Law Schools

Fired prof's suit against law school is dismissed

A federal judge dismissed a breach of contract and wrongful termination lawsuit against the University of the District of Columbia’s David A. Clarke School of Law, filed by a professor who was denied tenure and subsequently fired.

In granting the school’s motion to dismiss (PDF) U.S. District Judge Richard Leon said that plaintiff Stephanie Brown failed to show how her race and gender led to her tenure denial and firing and also failed to show how the law school violated its faculty handbook in its handling of her tenure evaluation, the Blog of Legal Times reported.

Leon wrote that Brown’s complaint alleged “no set of facts, beyond threadbare and conclusory assertions, from which a reasonable person could infer how her gender or race caused her tenure rejection.”

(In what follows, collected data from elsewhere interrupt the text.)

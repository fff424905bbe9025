//
//  expander.rs
//  Butterfly
//
//  Created by hak (tharun)
//

use std::collections::HashSet;
use std::future::Future;
use std::pin::Pin;
use std::sync::atomic::{AtomicBool, Ordering};
use tracing::{debug, info, info_span, trace, warn, Instrument};

use super::context::ClassContextResolver;
use super::filter::ExclusionFilter;
use super::identity::identity_of;
use super::types::{Direction, FunctionIdentity, FunctionNode};
use crate::error::{ButterflyError, Result};
use crate::service::{LanguageService, Location, Occurrence};

type ChildrenFuture<'s> = Pin<Box<dyn Future<Output = Vec<FunctionNode>> + Send + 's>>;

/// Builds the butterfly tree around a seed function.
///
/// Expansion is depth-first with one language-service call in flight at a
/// time. A visited set scoped to one `expand` call is shared by both wings,
/// so every identity appears at most once in the resulting tree: the first
/// encounter wins and later encounters are pruned without being re-expanded.
pub struct CallGraphExpander<'a> {
    service: &'a dyn LanguageService,
    filter: &'a ExclusionFilter,
    resolver: &'a dyn ClassContextResolver,
    cancel: Option<&'a AtomicBool>,
}

impl<'a> CallGraphExpander<'a> {
    pub fn new(
        service: &'a dyn LanguageService,
        filter: &'a ExclusionFilter,
        resolver: &'a dyn ClassContextResolver,
    ) -> Self {
        Self {
            service,
            filter,
            resolver,
            cancel: None,
        }
    }

    /// Stop growing the tree once `flag` is raised. Checked between lookups.
    pub fn with_cancel(mut self, flag: &'a AtomicBool) -> Self {
        self.cancel = Some(flag);
        self
    }

    /// Expand callers up to `caller_levels` and callees up to
    /// `callee_levels` around the function at `seed`.
    ///
    /// Only an unresolvable seed is an error; lookup failures further down
    /// the tree are logged and treated as "no neighbors".
    pub async fn expand(
        &self,
        seed: &Location,
        callee_levels: usize,
        caller_levels: usize,
    ) -> Result<FunctionNode> {
        let span = info_span!("expand", seed = %seed, caller_levels, callee_levels);
        self.expand_from_seed(seed, callee_levels, caller_levels)
            .instrument(span)
            .await
    }

    async fn expand_from_seed(
        &self,
        seed: &Location,
        callee_levels: usize,
        caller_levels: usize,
    ) -> Result<FunctionNode> {
        let occurrence = match self.service.resolve_occurrence(seed).await {
            Ok(Some(occurrence)) => occurrence,
            Ok(None) => return Err(ButterflyError::NoFunctionAtLocation(seed.clone())),
            Err(e) => {
                warn!(error = %e, "seed resolution failed");
                return Err(ButterflyError::NoFunctionAtLocation(seed.clone()));
            }
        };

        let identity = identity_of(&occurrence);
        let context = self.resolver.resolve_context(&occurrence, None);
        debug!(name = %occurrence.name, %identity, "resolved seed");

        let mut visited: HashSet<FunctionIdentity> = HashSet::new();
        visited.insert(identity.clone());

        let mut children = self
            .expand_children(
                &occurrence,
                context.as_deref(),
                Direction::Caller,
                0,
                caller_levels,
                &mut visited,
            )
            .await;
        let callees = self
            .expand_children(
                &occurrence,
                context.as_deref(),
                Direction::Callee,
                0,
                callee_levels,
                &mut visited,
            )
            .await;
        children.extend(callees);

        let root = FunctionNode::new(identity, occurrence.name, context, Direction::Root, 0)
            .with_children(children);

        info!(
            root = %root.display_name,
            callers = root.callers().count(),
            callees = root.callees().count(),
            nodes = visited.len(),
            "expansion complete"
        );
        Ok(root)
    }

    /// Children of `parent` along `direction`, each already expanded.
    fn expand_children<'s>(
        &'s self,
        parent: &'s Occurrence,
        context: Option<&'s str>,
        direction: Direction,
        depth: usize,
        max_depth: usize,
        visited: &'s mut HashSet<FunctionIdentity>,
    ) -> ChildrenFuture<'s> {
        Box::pin(async move {
            if depth >= max_depth || self.is_cancelled() {
                return Vec::new();
            }

            let neighbors = self.neighbors(parent, direction).await;
            let mut children = Vec::with_capacity(neighbors.len());

            for neighbor in neighbors {
                if self.is_cancelled() {
                    debug!(parent = %parent.name, "expansion cancelled");
                    break;
                }

                let identity = identity_of(&neighbor);
                if !visited.insert(identity.clone()) {
                    trace!(name = %neighbor.name, %identity, %direction, "already visited, pruned");
                    continue;
                }

                let child_context = self.resolver.resolve_context(&neighbor, context);
                let grandchildren = self
                    .expand_children(
                        &neighbor,
                        child_context.as_deref(),
                        direction,
                        depth + 1,
                        max_depth,
                        visited,
                    )
                    .await;

                children.push(
                    FunctionNode::new(
                        identity,
                        neighbor.name.clone(),
                        child_context,
                        direction,
                        depth + 1,
                    )
                    .with_children(grandchildren),
                );
            }

            children
        })
    }

    /// One level of neighbors, minus call-less relationships and excluded
    /// names. A failed lookup yields no neighbors.
    async fn neighbors(&self, occurrence: &Occurrence, direction: Direction) -> Vec<Occurrence> {
        let result = match direction {
            Direction::Caller => self.service.incoming_calls(occurrence).await.map(|calls| {
                calls
                    .into_iter()
                    .filter(|call| has_call_sites(&call.from, call.call_sites.len()))
                    .map(|call| call.from)
                    .collect::<Vec<_>>()
            }),
            Direction::Callee => self.service.outgoing_calls(occurrence).await.map(|calls| {
                calls
                    .into_iter()
                    .filter(|call| has_call_sites(&call.to, call.call_sites.len()))
                    .map(|call| call.to)
                    .collect::<Vec<_>>()
            }),
            Direction::Root => Ok(Vec::new()),
        };

        match result {
            Ok(neighbors) => neighbors
                .into_iter()
                .filter(|n| {
                    let excluded = self.filter.is_excluded(&n.name);
                    if excluded {
                        debug!(name = %n.name, "excluded");
                    }
                    !excluded
                })
                .collect(),
            Err(e) => {
                warn!(
                    function = %occurrence.name,
                    %direction,
                    error = %e,
                    "neighbor lookup failed, treating as no neighbors"
                );
                Vec::new()
            }
        }
    }

    fn is_cancelled(&self) -> bool {
        self.cancel.is_some_and(|flag| flag.load(Ordering::Relaxed))
    }
}

fn has_call_sites(occurrence: &Occurrence, sites: usize) -> bool {
    if sites == 0 {
        trace!(name = %occurrence.name, "relationship without call sites dropped");
    }
    sites > 0
}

Brown applied for tenure in 2009 after 25 years as an administrator and law professor. She was told in June 2011 that her application was rejected and that the 2011-2012 school year would be her last one at the law school, the Blog of Legal Times reported. Brown was formally notified that she was being fired in May 2012 and filed her lawsuit shortly after receiving that notice. In August 2012, Brown asked for a preliminary injunction to hold off her termination but Leon denied it, finding that she shouldn’t have waited 11 months after the tenure denial to argue her future career options would be immediately and irreparably harmed without a court order.

Brown’s attorney, Washington, D.C., solo practitioner Donald Temple, said that Brown’s case shows “a clear double standard” in how the law school handled tenure review, the Blog of Legal Times reported. He and Brown are weighing whether to appeal.

Lead counsel for the law school, Yoora Pak of Wilson Elser Moskowitz Edelman & Dicker in McLean, Va., declined to comment.